Hi Homo sapien! Welcome to Animal Database! Anyway, did you know that you're 60% genetically similar to banana trees?


Animal Database
Animal Database
A Binturong
Scientific Classification
Kingdom Animalia
Phylum Chordata
Class Mammalia
Order Carnivora
Family Viverridae

Viverridae is a family from the Carnivora order.

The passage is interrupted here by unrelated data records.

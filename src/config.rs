use chrono::Duration;
use mongodb::{Client as MongoClient, Database};
use rocket::{
    fairing::{Fairing, Info, Kind},
    Build, Rocket,
};
use serde::Deserialize;

use crate::error::Result;
use crate::model::{
    api::credentials::Credentials,
    db::admin::ensure_admin_exists,
    mongodb::{ensure_counters_exist, ensure_indexes_exist, Coll},
};
use crate::voting::{BallotStore, MongoStore};

/// Application configuration, derived from `Rocket.toml` and `ROCKET_*`
/// environment variables. This struct becomes managed state and can be
/// inspected by any endpoint.
#[derive(Deserialize)]
pub struct Config {
    // non-secrets
    auth_ttl: u32,
    submit_retries: u32,
    admin_username: String,
    // secrets
    jwt_secret: String,
    admin_password: String,
}

impl Config {
    /// Valid lifetime of auth token cookies in seconds.
    pub fn auth_ttl(&self) -> Duration {
        Duration::seconds(self.auth_ttl.into())
    }

    /// Secret key used to encrypt JWTs.
    pub fn jwt_secret(&self) -> &[u8] {
        self.jwt_secret.as_bytes()
    }

    /// How many extra attempts a ballot submission gets after a transient
    /// store failure.
    pub fn submit_retries(&self) -> u32 {
        self.submit_retries
    }

    /// Credentials for the admin created when the database has none.
    pub fn bootstrap_admin(&self) -> Credentials {
        Credentials {
            username: self.admin_username.clone(),
            password: self.admin_password.clone(),
        }
    }
}

/// A fairing that loads the application config and puts it in managed state.
/// This could easily be achieved using `AdHoc::config`, but is written out
/// explicitly for symmetry with the database fairing and control over error
/// messages.
pub struct ConfigFairing;

#[rocket::async_trait]
impl Fairing for ConfigFairing {
    fn info(&self) -> Info {
        Info {
            name: "Config",
            kind: Kind::Ignite,
        }
    }

    async fn on_ignite(&self, mut rocket: Rocket<Build>) -> rocket::fairing::Result {
        let config = match rocket.figment().extract::<Config>() {
            Ok(config) => config,
            Err(e) => {
                error!("Failed to load application config");
                rocket::config::pretty_print_error(e);
                return Err(rocket);
            }
        };

        rocket = rocket.manage(config);
        Ok(rocket)
    }
}

/// Configuration for the database.
#[derive(Deserialize)]
struct DbConfig {
    // secrets
    db_uri: String,
}

/// A fairing that loads the MongoDB config, connects to the database,
/// performs any setup necessary, and places a `Client`, a `Database`, and the
/// ballot store into managed state.
pub struct DatabaseFairing;

#[rocket::async_trait]
impl Fairing for DatabaseFairing {
    fn info(&self) -> Info {
        Info {
            name: "MongoDB",
            kind: Kind::Ignite,
        }
    }

    async fn on_ignite(&self, rocket: Rocket<Build>) -> rocket::fairing::Result {
        let config = match rocket.figment().extract::<DbConfig>() {
            Ok(config) => config,
            Err(e) => {
                error!("Failed to load database config");
                rocket::config::pretty_print_error(e);
                return Err(rocket);
            }
        };
        info!("Loaded database config, connecting...");
        let client = match MongoClient::with_uri_str(config.db_uri).await {
            Ok(client) => client,
            Err(e) => {
                error!("Failed to connect to database: {e}");
                return Err(rocket);
            }
        };
        let rocket = manage_database(rocket, client, &database_name()).await?;
        info!("...database connection online!");
        Ok(rocket)
    }
}

/// Prepare the named database for use and put it, its client, and a
/// [`MongoStore`] over it into managed state.
pub(crate) async fn manage_database(
    rocket: Rocket<Build>,
    client: MongoClient,
    name: &str,
) -> rocket::fairing::Result {
    let bootstrap = match rocket.figment().extract::<Config>() {
        Ok(config) => config.bootstrap_admin(),
        Err(e) => {
            error!("Failed to load application config");
            rocket::config::pretty_print_error(e);
            return Err(rocket);
        }
    };

    let db = client.database(name);
    if let Err(e) = prepare_database(&db, bootstrap).await {
        error!("Failed to prepare database: {e}");
        return Err(rocket);
    }

    let store: Box<dyn BallotStore> = Box::new(MongoStore::new(client.clone(), &db));
    Ok(rocket.manage(client).manage(db).manage(store))
}

/// Ensure indexes, ID counters, and at least one admin exist.
async fn prepare_database(db: &Database, bootstrap: Credentials) -> Result<()> {
    ensure_indexes_exist(db).await?;
    ensure_counters_exist(&Coll::from_db(db)).await?;
    ensure_admin_exists(&Coll::from_db(db), bootstrap).await
}

/// Get the name of the database to use (production version).
#[cfg(not(test))]
fn database_name() -> String {
    "ballot_box".to_string()
}

/// Get the name of the database to use (test version).
/// Use a random name to avoid collisions between tests.
#[cfg(test)]
pub(crate) fn database_name() -> String {
    let random: u32 = rand::random();
    let db = format!("test{random}");
    info!("Using database {db}");
    db
}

It is including almost 35 species.


Viverrids are found all over the Oriental Region and even beyond it across Wallace's line, all over Africa passing into southern Europe. Their occurrence in Madagascar and in Celebes, as well as some of the adjoining islands, shows them to be ancient inhabitants of the tropics of the Old World.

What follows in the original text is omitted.